The figures above count only the students own federal loans. Adding PLUS loans (borrowed by parents or graduate students) gives a fuller picture of total borrowing at Brown Aveda Institute - Mentor.
| Group | Borrowers | Median debt incl. PLUS |
|---|---|---|
| All borrowers | 66 | $9,933 |
Repayment burden translates the debt figures into what a borrower actually pays each month. Brown Aveda Institute - Mentor.
A loan default — failing to keep up with federal student-loan payments — is one of the worst financial outcomes a borrower can face. The federal two-year cohort default rate for Brown Aveda Institute - Mentor follows.
| Metric | Value |
|---|---|
| 2-year cohort default rate | 5.1% |
| Borrowers in the cohort | 196 |
A lower default rate generally signals that graduates earn enough to manage their loan payments.

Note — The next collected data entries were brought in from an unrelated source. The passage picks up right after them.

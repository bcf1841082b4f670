//! Integration tests for managed objects and specialization inference.
//!
//! Tests cover:
//! - The total, ordered inference function over (spec, pojo) pairs
//! - Entity bookmark resolution with the detached fallback
//! - The legacy bookmarked factory's compatibility check
//! - Specialization-delegated equality

use std::sync::Arc;

use opal_core::annot::{Annotation, AnnotationKind};
use opal_core::i18n::PassThroughTranslator;
use opal_core::reflect::cache::ClassCache;
use opal_core::reflect::decl::{ClassDeclaration, DeclarationRegistry, MethodModel, TypeKey};
use opal_core::reflect::pojo::{Invoked, Pojo};

use opal_metamodel::facets::ValueSemantics;
use opal_metamodel::object::bookmark::{Bookmark, BookmarkResolver};
use opal_metamodel::{
    default_programming_model, AcceptAll, ManagedObject, MetamodelContext, ObjectError,
    Specialization, SpecificationLoader,
};

struct IdResolver;

impl BookmarkResolver for IdResolver {
    fn bookmark_for(&self, type_key: &TypeKey, pojo: &Pojo) -> Option<Bookmark> {
        pojo.downcast_ref::<i64>()
            .filter(|id| **id > 0)
            .map(|id| Bookmark::new(type_key.name(), id.to_string()))
    }
}

fn fixture() -> (Arc<DeclarationRegistry>, SpecificationLoader) {
    let registry = Arc::new(DeclarationRegistry::new());
    let amount = TypeKey::of("demo::Amount");
    let filter = TypeKey::of("demo::OrderFilter");

    registry.register(
        ClassDeclaration::builder(TypeKey::of("demo::Customer"))
            .annotated(Annotation::of(AnnotationKind::Entity))
            .build(),
    );
    registry.register(
        ClassDeclaration::builder(amount.clone())
            .annotated(Annotation::of(AnnotationKind::Value))
            .build(),
    );
    registry.register(
        ClassDeclaration::builder(TypeKey::of("demo::OrderService"))
            .annotated(Annotation::of(AnnotationKind::DomainService))
            .build(),
    );
    registry.register(
        ClassDeclaration::builder(filter.clone())
            .annotated(Annotation::of(AnnotationKind::ViewModel))
            .method(
                MethodModel::new(filter.clone(), "memento")
                    .returning(TypeKey::of("String"))
                    .with_invoker(|target, _args| {
                        Invoked::Text(
                            target.downcast_ref::<String>().cloned().unwrap_or_default(),
                        )
                    }),
            )
            .build(),
    );
    registry.register(
        ClassDeclaration::builder(TypeKey::of("demo::Customer_export"))
            .annotated(Annotation::of(AnnotationKind::Mixin))
            .build(),
    );
    registry.register(
        ClassDeclaration::builder(TypeKey::of("demo::OrderList"))
            .annotated(Annotation::of(AnnotationKind::Collection))
            .build(),
    );
    registry.register(
        ClassDeclaration::builder(TypeKey::of("demo::Party"))
            .abstract_type()
            .build(),
    );
    registry.register(ClassDeclaration::builder(TypeKey::of("demo::Order")).build());

    let cache = Arc::new(ClassCache::new(registry.clone()));
    let ctx = MetamodelContext::new(Arc::new(PassThroughTranslator), Arc::new(IdResolver));
    ctx.value_semantics
        .register(amount, ValueSemantics::typed::<i64>());

    let mut model = default_programming_model(&ctx);
    model.init(&AcceptAll);

    (registry, SpecificationLoader::new(cache, Arc::new(model), ctx))
}

#[test]
fn test_inference_priority_order() {
    let (_registry, loader) = fixture();
    let pojo = Pojo::new(TypeKey::of("demo::Order"), ());

    assert_eq!(
        Specialization::infer_from(None, Some(&pojo)),
        Specialization::Unspecified
    );

    let packed = loader.spec_for_type(&TypeKey::of("demo::OrderList")).unwrap();
    assert_eq!(
        Specialization::infer_from(Some(&packed), Some(&pojo)),
        Specialization::Packed
    );

    let entity = loader.spec_for_type(&TypeKey::of("demo::Customer")).unwrap();
    assert_eq!(
        Specialization::infer_from(Some(&entity), None),
        Specialization::Empty
    );
    assert_eq!(
        Specialization::infer_from(Some(&entity), Some(&pojo)),
        Specialization::Entity
    );

    let value = loader.spec_for_type(&TypeKey::of("demo::Amount")).unwrap();
    assert_eq!(
        Specialization::infer_from(Some(&value), Some(&pojo)),
        Specialization::Value
    );

    let service = loader
        .spec_for_type(&TypeKey::of("demo::OrderService"))
        .unwrap();
    assert_eq!(
        Specialization::infer_from(Some(&service), Some(&pojo)),
        Specialization::Service
    );

    let viewmodel = loader
        .spec_for_type(&TypeKey::of("demo::OrderFilter"))
        .unwrap();
    assert_eq!(
        Specialization::infer_from(Some(&viewmodel), Some(&pojo)),
        Specialization::Viewmodel
    );

    let mixin = loader
        .spec_for_type(&TypeKey::of("demo::Customer_export"))
        .unwrap();
    assert_eq!(
        Specialization::infer_from(Some(&mixin), Some(&pojo)),
        Specialization::Mixin
    );

    let other = loader.spec_for_type(&TypeKey::of("demo::Order")).unwrap();
    assert_eq!(
        Specialization::infer_from(Some(&other), Some(&pojo)),
        Specialization::Other
    );

    // abstract and unmatched degrades rather than fails
    let party = loader.spec_for_type(&TypeKey::of("demo::Party")).unwrap();
    assert_eq!(
        Specialization::infer_from(Some(&party), Some(&pojo)),
        Specialization::Unspecified
    );
}

#[test]
fn test_entity_bookmark_resolution_and_detached_fallback() {
    let (_registry, loader) = fixture();
    let customer = TypeKey::of("demo::Customer");
    let spec = loader.spec_for_type(&customer).unwrap();

    // resolvable id -> attached
    let persistent = ManagedObject::entity(
        spec.clone(),
        Some(Pojo::new(customer.clone(), 42_i64)),
        None,
    );
    assert_eq!(persistent.specialization(), Specialization::Entity);
    assert!(!persistent.is_detached_entity());
    let bookmark = persistent.bookmark().unwrap();
    assert_eq!(bookmark.identifier(), "42");

    // unresolvable id -> detached, not an error
    let transient = ManagedObject::entity(
        spec.clone(),
        Some(Pojo::new(customer.clone(), 0_i64)),
        None,
    );
    assert!(transient.is_detached_entity());
    assert!(transient.bookmark().is_none());

    // missing pojo -> empty
    let empty = ManagedObject::entity(spec, None, None);
    assert_eq!(empty.specialization(), Specialization::Empty);
}

#[test]
fn test_bookmarked_rejects_incompatible_pojo() {
    let (registry, loader) = fixture();
    let spec = loader.spec_for_type(&TypeKey::of("demo::Customer")).unwrap();
    let wrong = Pojo::new(TypeKey::of("demo::Amount"), 5_i64);

    let result = ManagedObject::bookmarked(
        &registry,
        spec,
        wrong,
        Bookmark::new("demo::Customer", "1"),
    );
    match result {
        Err(ObjectError::IncompatiblePojo { expected, actual }) => {
            assert_eq!(expected, "demo::Customer");
            assert_eq!(actual, "demo::Amount");
        }
        other => panic!("expected incompatible-pojo error, got {:?}", other),
    }
}

#[test]
fn test_bookmarked_accepts_compatible_pojo() {
    let (registry, loader) = fixture();
    let customer = TypeKey::of("demo::Customer");
    let spec = loader.spec_for_type(&customer).unwrap();

    let adapted = ManagedObject::bookmarked(
        &registry,
        spec,
        Pojo::new(customer.clone(), 7_i64),
        Bookmark::new("demo::Customer", "7"),
    )
    .unwrap();
    assert_eq!(adapted.specialization(), Specialization::Entity);
    assert_eq!(adapted.bookmark().unwrap().identifier(), "7");
}

#[test]
fn test_adapt_scalar_dispatch() {
    let (_registry, loader) = fixture();

    let service = ManagedObject::adapt_scalar(
        &loader,
        Pojo::new(TypeKey::of("demo::OrderService"), ()),
    );
    assert_eq!(service.specialization(), Specialization::Service);

    let other = ManagedObject::adapt_scalar(&loader, Pojo::new(TypeKey::of("demo::Order"), ()));
    assert_eq!(other.specialization(), Specialization::Other);

    let unknown =
        ManagedObject::adapt_scalar(&loader, Pojo::new(TypeKey::of("demo::Unknown"), ()));
    assert_eq!(unknown.specialization(), Specialization::Unspecified);
}

#[test]
fn test_equality_is_specialization_delegated() {
    let (_registry, loader) = fixture();

    // bookmark-equal entities compare equal across wrapper instances
    let customer = TypeKey::of("demo::Customer");
    let entity_spec = loader.spec_for_type(&customer).unwrap();
    let a = ManagedObject::entity(
        entity_spec.clone(),
        Some(Pojo::new(customer.clone(), 42_i64)),
        None,
    );
    let b = ManagedObject::entity(
        entity_spec.clone(),
        Some(Pojo::new(customer.clone(), 42_i64)),
        None,
    );
    assert_eq!(a, b);

    // detached entities fall back to instance identity
    let c = ManagedObject::entity(
        entity_spec.clone(),
        Some(Pojo::new(customer.clone(), 0_i64)),
        None,
    );
    let d = ManagedObject::entity(entity_spec, Some(Pojo::new(customer, 0_i64)), None);
    assert_ne!(c, d);

    // equal values compare equal regardless of wrapper or instance
    let amount = TypeKey::of("demo::Amount");
    let value_spec = loader.spec_for_type(&amount).unwrap();
    let v1 = ManagedObject::value(value_spec.clone(), Some(Pojo::new(amount.clone(), 100_i64)));
    let v2 = ManagedObject::value(value_spec.clone(), Some(Pojo::new(amount.clone(), 100_i64)));
    let v3 = ManagedObject::value(value_spec, Some(Pojo::new(amount, 250_i64)));
    assert_eq!(v1, v2);
    assert_ne!(v1, v3);

    // state-equal view-models compare equal via their refreshable bookmarks
    let filter = TypeKey::of("demo::OrderFilter");
    let vm_spec = loader.spec_for_type(&filter).unwrap();
    let f1 = ManagedObject::viewmodel(
        vm_spec.clone(),
        Some(Pojo::new(filter.clone(), "open-orders".to_string())),
    );
    let f2 = ManagedObject::viewmodel(
        vm_spec.clone(),
        Some(Pojo::new(filter.clone(), "open-orders".to_string())),
    );
    let f3 = ManagedObject::viewmodel(
        vm_spec,
        Some(Pojo::new(filter, "closed-orders".to_string())),
    );
    assert_eq!(f1, f2);
    assert_ne!(f1, f3);

    // different specializations never compare equal
    assert_ne!(v1, f1);
    assert_eq!(ManagedObject::unspecified(), ManagedObject::unspecified());
}

#[test]
fn test_packed_wraps_elements() {
    let (_registry, loader) = fixture();
    let order = TypeKey::of("demo::Order");
    let order_spec = loader.spec_for_type(&order).unwrap();

    let elements = vec![
        ManagedObject::other(order_spec.clone(), Some(Pojo::new(order.clone(), 1_i64))),
        ManagedObject::other(order_spec.clone(), Some(Pojo::new(order, 2_i64))),
    ];
    let packed = ManagedObject::packed(order_spec, elements);

    assert_eq!(packed.specialization(), Specialization::Packed);
    assert_eq!(packed.unpack().len(), 2);
    assert!(packed.bookmark().is_none());
    assert_eq!(packed.title(), "2 x Order");
}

The breakdowns below show median federal debt by income, first-generation status, and dependency.
Median Debt by Income Bracket
| Income tier | Median federal debt |
|---|---|
| Low income | $6,333 |
| Middle income | $6,333 |
| High income | $9,493 |
By First-Generation Status
| Cohort | Median federal debt |
|---|---|
| First-generation students | $6,333 |
| Continuing-generation students | $6,333 |
Dependent vs Independent Borrowers
| Cohort | Median federal debt |
|---|---|
| Dependent students | $8,821 |
| Independent students | $6,333 |
These pre-calculated indicators summarize the borrowing gaps between cohorts at Brown Aveda Institute - Mentor.
The Difference Between Subsidized and Unsubsidized Loans
With an unsubsidized loan, interest starts adding up the day the loan is disbursed, including during school. Subsidized loans, by contrast, do not accrue interest while you are enrolled at least half-time, which makes them the less expensive option when you qualify.
Worth Knowing
Declaring bankruptcy does not erase federal student loan debt. If you stop paying, the federal government can garnish a portion of your wages until the loans are repaid.
References
More about our data sources and methodologies.